那玉冊上到底寫了啥?你怎麼一臉見了鬼的表情?」
這次嚷嚷的是一個戴眼鏡的男人,我叫他小眼鏡。
據說他犯的是貪汙罪,貪了整整一個村的扶貧款。
我依舊面無表情,手裡攥著玉冊:「不知道,我不識字。

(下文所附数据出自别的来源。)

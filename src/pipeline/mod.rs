//! Pipeline entry points.
//!
//! - `run_crawler`: Refresh the local catalog cache from the feed list
//! - `run_publish`: Publish releases from cached catalogs to the record stores

pub mod crawl;
pub mod publish;

pub use crawl::{CrawlSummary, load_feed_list, run_crawler};
pub use publish::{PublishSummary, run_publish, select_new};
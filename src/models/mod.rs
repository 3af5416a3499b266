// src/models/mod.rs

//! Domain models for the catalog tracker.
//!
//! This module contains all data structures used throughout the application,
//! organized by their primary purpose.

mod catalog;
mod config;
mod release;

// Re-export all public types
pub use catalog::{
    CATALOG_VERSION, Catalog, ExtendedMetaInfo, INSTALL_INFO_IDENTIFIER,
    InstallAssistantPackageIdentifiers, Product, RawExtendedMetaInfo,
};
pub use config::{Config, FetchPolicy, PathsConfig, PublisherConfig, StoreConfig};
pub use release::{IDENTIFIER_LEN, Identifier, Platform, ReleaseRecord};

/// Release records of one catalog, split by platform.
#[derive(Debug, Default, Clone, PartialEq)]
pub struct ParsedCatalog {
    pub macos: Vec<ReleaseRecord>,
    pub bridgeos: Vec<ReleaseRecord>,
}

impl ParsedCatalog {
    pub fn is_empty(&self) -> bool {
        self.macos.is_empty() && self.bridgeos.is_empty()
    }

    pub fn len(&self) -> usize {
        self.macos.len() + self.bridgeos.len()
    }

    /// Records of one platform.
    pub fn for_platform(&self, platform: Platform) -> &[ReleaseRecord] {
        match platform {
            Platform::MacOS => &self.macos,
            Platform::BridgeOS => &self.bridgeos,
        }
    }

    pub fn push(&mut self, record: ReleaseRecord) {
        match record.platform {
            Platform::MacOS => self.macos.push(record),
            Platform::BridgeOS => self.bridgeos.push(record),
        }
    }

    /// Consume into all records, macOS first.
    pub fn into_records(self) -> impl Iterator<Item = ReleaseRecord> {
        self.macos.into_iter().chain(self.bridgeos)
    }
}
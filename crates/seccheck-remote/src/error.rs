//! Send-side transport errors.
//!
//! These never leave the crate's checker methods: they are logged and the
//! event is counted as dropped.

use seccheck_wire::FrameError;
use thiserror::Error;

/// Why an event did not reach the consumer.
#[derive(Debug, Error)]
pub enum SendError {
    /// The event could not be framed.
    #[error("framing failed: {0}")]
    Frame(#[from] FrameError),

    /// The socket write failed.
    #[error("write failed: {0}")]
    Io(std::io::Error),

    /// The socket accepted only part of the frame.
    #[error("partial write: {written} of {expected} bytes")]
    Partial {
        /// Bytes accepted.
        written: usize,
        /// Frame length.
        expected: usize,
    },
}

」
說完,我扭頭就跑。
剩餘的人本就心虛,下意識也跟著我跑起來。
頭頂的彈幕稀稀拉拉。
【呵呵,就這點膽子還敢犯罪呢】
【我賭這個小隊第一個副本就得全滅】
終於,隊伍裡那個滿臂紋身的肌肉男發火了:
「都別他媽跑了!不就是詭異嘛,你們怕老子可不怕!」
我叫他花紋身,但他之前犯了什麼罪我還不知道。
我順勢停在另一個土墳前,靠著墓碑假裝很累地喘氣。
花紋身瞪向我:「女人,報上名來!還有你被抓進來的罪行!」
名字。
活了三千三百三十三年,為了隱藏身份,我有過很多名字。
但或許是才拋了一千年前的宿敵的墳,我想起當時我告訴他的名字:
「顧鴣。」
至於我的罪行。
我靠在墓碑上掰指頭數:
「重婚罪、盜墓罪、毀壞文物罪、偽造身份罪、我生我自己罪、在博物館失聲痛哭把鼻涕抹在玻璃上罪……」
畢竟我一進博物館,抬眼一看。
嚯。
我的桌子我的床,我的奶奶我的姥,我的夜壺當花瓶,還有我從貞觀之治存到改革開放的私房錢。
虧我還是花錢買票進來參觀的,合著是付費進自己家。
還記得我一千歲以前,簡直視金錢如糞土。
劫匪搶劫我就掏兜,盜賊撬門我就開鎖。
面無表情地目送他們離開,隻差說一聲歡迎再來。
但今時不同往日,如今三千歲的我貪財得令人發指。
其餘三人越聽表情越怪。
花紋身氣笑了,一把搶走我手裡的玉冊:「你特麼當老子是傻子呢!?把東西給我!」
然而花紋身剛搶過玉冊,忽然又「哎呦!」一聲捂住腦袋。
他的後腦勺見了血,玉冊也掉在地上,順著山坡咕嚕嚕滾下去。
轉過頭,卻見是兩個人。
其中一個黑衣女子扎著高馬尾,神色淡淡地拋開手裡的其餘石頭。
然後彎腰撿起地上的玉冊,將它塞進她的腰包裡。
而在她身後的男子一身高檔黑西裝,
寬肩窄腰,氣質冷酷。
乍一看這兩人不像是被丟進恐怖遊戲的罪犯,而像是去時裝周走秀的。
空中懸浮的彈幕這時也突然暴增。
【啊啊啊啊是簡姐和昱神!!】
【我記得這已經是簡姐第九個副本了吧?滿級大佬啊】
【那玉冊上到底寫了啥啊?應該就是通關這個副本的關鍵吧】
高馬尾女子淡淡掃了一眼彈幕,「別叫我姐,叫爺,我最討厭別人把我當女的。」
【簡爺!簡爺好帥!】
【簡爺太 A 處處撩妹,小心景昱洲吃醋哦】
果然,那個被稱作「昱神」的男人神色愈發陰鬱,給我一個警告的眼神。
而我也看著他,隻覺得他的名字有些耳熟,好像什麼時候聽過……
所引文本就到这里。